@estherschindler Yes, don't forget that old saying: Cobol corrupts the brain.
@gecole
I think with adequate planning and employment of people who are close to retirement and have a proven resistance against Cobol brain damage, it should be possible to set up a responsible and serious migration to protect future generations of programmers.
It's true for anyone code.
Screw the whole idea of move fast and break things!
It's not even correct in technology.
Test. Test. Test. AND NEVER WITH PRODUCTION DATA.
@JohnJBurnsIII @estherschindler give me a P-O-C, a fully signed solution design, statement of works & rollback strategy with a full support document set & training guides, or give me death...
@estherschindler Working code doesn't get weaker - if it ain't broke, don't break it.
I can't tell you how often I have to fix mysterious bugs in code as it is ported from one architecture to another - never mind a rewrite in a different language.
Hubris or stupidity - we will never know.
@estherschindler ding ding ding ding.
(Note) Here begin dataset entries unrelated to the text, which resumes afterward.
//! Real-time to control-thread notification bridge.
//!
//! Two lanes:
//!
//! ```text
//! render thread ──SamplePoster──▶ [SPSC ring, fixed capacity] ──┐
//!                                                               ├─▶ NotificationBridge::pump ─▶ delegate
//! any thread ──LifecyclePoster──▶ [unbounded channel] ──────────┘
//! ```
//!
//! Position samples (duration, amplitude) may be dropped when the ring is
//! full. Lifecycle events (started, stopped) are never dropped. Every event
//! carries a session number so the pump can deliver a session's position
//! samples strictly between its start and its stop.

use std::sync::atomic::{AtomicU64, Ordering};
use std::sync::Arc;

use crossbeam_channel::{unbounded, Receiver, Sender};
use ringbuf::{traits::*, HeapCons, HeapProd, HeapRb};

use crate::models::error::RecorderError;
use crate::traits::recorder_delegate::RecorderDelegate;

#[derive(Debug, Clone, Copy, PartialEq)]
pub enum Position {
    Duration(f64),
    Amplitude(f32),
}

#[derive(Debug, Clone, Copy, PartialEq)]
pub struct PositionSample {
    pub session: u64,
    pub position: Position,
}

#[derive(Debug, Clone, PartialEq)]
pub enum LifecycleEvent {
    Started { session: u64 },
    Stopped { session: u64, error: Option<RecorderError> },
}

impl LifecycleEvent {
    pub fn session(&self) -> u64 {
        match self {
            Self::Started { session } | Self::Stopped { session, .. } => *session,
        }
    }
}

/// Counters shared by both posting ends.
#[derive(Debug, Default)]
pub struct BridgeStats {
    posted: AtomicU64,
    dropped: AtomicU64,
}

impl BridgeStats {
    /// Position samples accepted into the ring.
    pub fn posted(&self) -> u64 {
        self.posted.load(Ordering::Relaxed)
    }

    /// Position samples discarded because the ring was full.
    pub fn dropped(&self) -> u64 {
        self.dropped.load(Ordering::Relaxed)
    }
}

/// Producer end for position samples. Owned by the render thread.
pub struct SamplePoster {
    producer: HeapProd<PositionSample>,
    stats: Arc<BridgeStats>,
}

impl SamplePoster {
    /// Never blocks or allocates. Returns false if the sample was dropped.
    pub fn post(&mut self, sample: PositionSample) -> bool {
        match self.producer.try_push(sample) {
            Ok(()) => {
                self.stats.posted.fetch_add(1, Ordering::Relaxed);
                true
            }
            Err(_) => {
                self.stats.dropped.fetch_add(1, Ordering::Relaxed);
                false
            }
        }
    }
}

/// Sender for start/stop events. Cheap to clone.
#[derive(Clone)]
pub struct LifecyclePoster {
    sender: Sender<LifecycleEvent>,
}

impl LifecyclePoster {
    pub fn post(&self, event: LifecycleEvent) {
        // The bridge owns the receiver; once it is gone nobody is listening.
        let _ = self.sender.send(event);
    }
}

/// Consumer side: delivers queued events to a delegate on the caller's thread.
pub struct NotificationBridge {
    consumer: HeapCons<PositionSample>,
    receiver: Receiver<LifecycleEvent>,
    sender: Sender<LifecycleEvent>,
    stats: Arc<BridgeStats>,
    held: Option<PositionSample>,
    active: Option<u64>,
    completed: u64,
}

impl NotificationBridge {
    pub fn new(capacity: usize) -> (Self, SamplePoster) {
        let (producer, consumer) = HeapRb::<PositionSample>::new(capacity.max(1)).split();
        let (sender, receiver) = unbounded();
        let stats = Arc::new(BridgeStats::default());
        let bridge = Self {
            consumer,
            receiver,
            sender,
            stats: Arc::clone(&stats),
            held: None,
            active: None,
            completed: 0,
        };
        (bridge, SamplePoster { producer, stats })
    }

    pub fn lifecycle_poster(&self) -> LifecyclePoster {
        LifecyclePoster {
            sender: self.sender.clone(),
        }
    }

    pub fn stats(&self) -> &BridgeStats {
        &self.stats
    }

    /// Session whose start has been delivered and whose stop has not.
    pub fn active_session(&self) -> Option<u64> {
        self.active
    }

    /// Deliver everything currently queued. Returns the number of delegate
    /// notifications made (events for a missing delegate still count as
    /// consumed, but not as delivered).
    pub fn pump(&mut self, delegate: Option<&dyn RecorderDelegate>) -> usize {
        let mut delivered = 0;
        while let Ok(event) = self.receiver.try_recv() {
            match event {
                LifecycleEvent::Started { session } => {
                    delivered += self.drain_positions(delegate);
                    self.active = Some(session);
                    if let Some(d) = delegate {
                        d.on_started();
                        delivered += 1;
                    }
                }
                LifecycleEvent::Stopped { session, error } => {
                    if self.active == Some(session) {
                        delivered += self.drain_positions(delegate);
                    }
                    self.active = None;
                    self.completed = self.completed.max(session);
                    if let Some(d) = delegate {
                        d.on_stopped(error.as_ref());
                        delivered += 1;
                    }
                }
            }
        }
        delivered + self.drain_positions(delegate)
    }

    /// Forget a session that never started: its queued lifecycle events are
    /// dropped and its position samples will be discarded. Only valid once
    /// nothing can post for that session any more.
    pub fn retract(&mut self, session: u64) {
        let others: Vec<LifecycleEvent> = self
            .receiver
            .try_iter()
            .filter(|event| event.session() != session)
            .collect();
        for event in others {
            let _ = self.sender.send(event);
        }
        if self.active == Some(session) {
            self.active = None;
        }
        self.completed = self.completed.max(session);
    }

    fn next_sample(&mut self) -> Option<PositionSample> {
        self.held.take().or_else(|| self.consumer.try_pop())
    }

    /// Deliver samples of the active session and discard stale ones, stopping
    /// at the first sample that belongs to a session not yet started.
    fn drain_positions(&mut self, delegate: Option<&dyn RecorderDelegate>) -> usize {
        let mut delivered = 0;
        while let Some(sample) = self.next_sample() {
            if Some(sample.session) == self.active {
                if let Some(d) = delegate {
                    match sample.position {
                        Position::Duration(seconds) => d.on_duration_reached(seconds),
                        Position::Amplitude(level) => d.on_amplitude(level),
                    }
                    delivered += 1;
                }
            } else if sample.session <= self.completed
                || self.active.is_some_and(|active| sample.session < active)
            {
                continue;
            } else {
                self.held = Some(sample);
                break;
            }
        }
        delivered
    }
}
We have a winner
@estherschindler my wife did too and she's an artist. But she's loved an IT nerd for over thirty years.
Don’t forget the JCL!
@estherschindler funny story, SSA.gov was down from March 31st until today. Let working cobol work
@writermissyo Really? Can you cite a source?
@estherschindler I went to log in every day to my SSA account (I receive social security disability payments) and there was an error every time you went to log in. And the system auto logs you off after like an hour.
Checks and balances AND CODE
@estherschindler I mean, it would align with my financial interests, but that's not really a good reason for that.
@estherschindler oh my... Sooo true...
@estherschindler
I use many RiiR (Rewrite it in Rust) tools, but I can't say he's wrong.
Missing period.
@jchaven Now THAT is a great COBOL comeback!
@estherschindler You laughed, I got shivers down my spine and my hair stood on end.